1.1k Views Asked by At

I want to parse

'This,is,an,example,text'

like in findTokens

'This,is,an,example,text' findTokens: $, 
an OrderedCollection('This' 'is' 'an' 'example' 'text')

but cannot figure out how to do it with PetitParser, delimitedBy: and separatedBy: didn't helped me I tried

( #any asParser delimitedBy: $, asParser ) plus flatten parse:  'This,is,an,example,text'

but obviously not worked

4

There are 4 best solutions below

1
On BEST ANSWER

I use this pattern all the time with PetitParser when I want to exclude something. Just define either "what I'm looking for" or "what I want to exclude" (whichever's easier to describe) as a parser, and then negate it, and process as necessary.

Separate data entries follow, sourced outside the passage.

use std::fs;
use std::path::{Path, PathBuf};
use thiserror::Error;

use crate::config::types::Config;

const APP_DIR: &str = "moviesearch";

/// Errors that can occur when loading configuration.
#[derive(Debug, Error)]
pub enum ConfigError {
    #[error("Failed to read config file '{path}': {source}")]
    ReadError {
        path: PathBuf,
        #[source]
        source: std::io::Error,
    },

    #[error("Failed to parse config file '{path}': {source}")]
    ParseError {
        path: PathBuf,
        #[source]
        source: toml::de::Error,
    },

    #[error("Config validation failed: {message}")]
    ValidationError { message: String },
}

impl Config {
    /// Returns the path to the configuration file.
    ///
    /// Uses `~/.config/moviesearch/config.toml` on Linux, or the equivalent
    /// on other platforms via `dirs::config_dir()`. Falls back to the current
    /// directory if config_dir is unavailable.
    pub fn config_path() -> PathBuf {
        let config_dir = dirs::config_dir().unwrap_or_else(|| PathBuf::from("."));
        config_dir.join(APP_DIR).join("config.toml")
    }

    /// Directory for history and logs.
    pub fn data_dir() -> PathBuf {
        let data_dir = dirs::data_dir().unwrap_or_else(|| PathBuf::from("."));
        data_dir.join(APP_DIR)
    }

    /// Loads configuration from the default config file.
    ///
    /// If the file doesn't exist, returns `Config::default()`.
    pub fn load() -> Result<Self, ConfigError> {
        let path = Self::config_path();
        if !path.exists() {
            return Ok(Config::default());
        }
        Self::load_from(&path)
    }

    /// Loads and validates configuration from an explicit path.
    pub fn load_from(path: &Path) -> Result<Self, ConfigError> {
        let content = fs::read_to_string(path).map_err(|e| ConfigError::ReadError {
            path: path.to_path_buf(),
            source: e,
        })?;

        let config: Config = toml::from_str(&content).map_err(|e| ConfigError::ParseError {
            path: path.to_path_buf(),
            source: e,
        })?;

        config.validate()?;
        Ok(config)
    }

    /// Validates the configuration.
    ///
    /// Checks:
    /// - Tick rate and toast duration are non-zero
    /// - History keeps at least one entry
    /// - The log level is non-empty
    pub fn validate(&self) -> Result<(), ConfigError> {
        if self.ui.tick_rate_ms == 0 {
            return Err(ConfigError::ValidationError {
                message: "ui.tick_rate_ms must be greater than zero".to_string(),
            });
        }

        if self.ui.toast_duration_ms == 0 {
            return Err(ConfigError::ValidationError {
                message: "ui.toast_duration_ms must be greater than zero".to_string(),
            });
        }

        if self.history.max_entries == 0 {
            return Err(ConfigError::ValidationError {
                message: "history.max_entries must be greater than zero".to_string(),
            });
        }

        if self.logging.level.trim().is_empty() {
            return Err(ConfigError::ValidationError {
                message: "logging.level must not be empty".to_string(),
            });
        }

        Ok(())
    }

    /// Resolved history file, or `None` when history is kept in memory.
    pub fn history_path(&self) -> Option<PathBuf> {
        if !self.history.persist {
            return None;
        }
        Some(
            self.history
                .path
                .clone()
                .unwrap_or_else(|| Self::data_dir().join("history.json")),
        )
    }

    /// Resolved log file.
    pub fn log_path(&self) -> PathBuf {
        self.logging
            .file
            .clone()
            .unwrap_or_else(|| Self::data_dir().join("moviesearch.log"))
    }
}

s := 'This,is,an,example,text'.
separator := $, asParser ==> [ :n | nil ].
token := separator negate plus flatten.
p := (token separatedBy: separator) ==> [ :nodes |
    nodes copyWithout: nil ].
p parse: s.
0
On

a #delimitedBy: b expands to a , (b , a) star, so your parser as-is is saying "give me one character separated by commas".

It's not very readable, but this does what you want:

((($, asParser not , #any asParser) ==> [:nodes | nodes second])
  plus flatten delimitedBy: $, asParser

The first clause says "parse anything that isn't a comma". So given '12,24' you get #('12' $, '24').

2
On

Try

(#word asParser plus flatten separatedBy: $, asParser) 
     ==> [:nodes| nodes copyWithout: $, ]

I hope I understood what you wanted

0
On

You can use delimitedBy: in combination with withoutSeparators:

|text parser|

text := 'This,is,an,example,text'.
parser := (#word asParser plus flatten delimitedBy: ($, asParser)) withoutSeparators.

parser parse: text

Seems to be a recent improvement to PetitParser.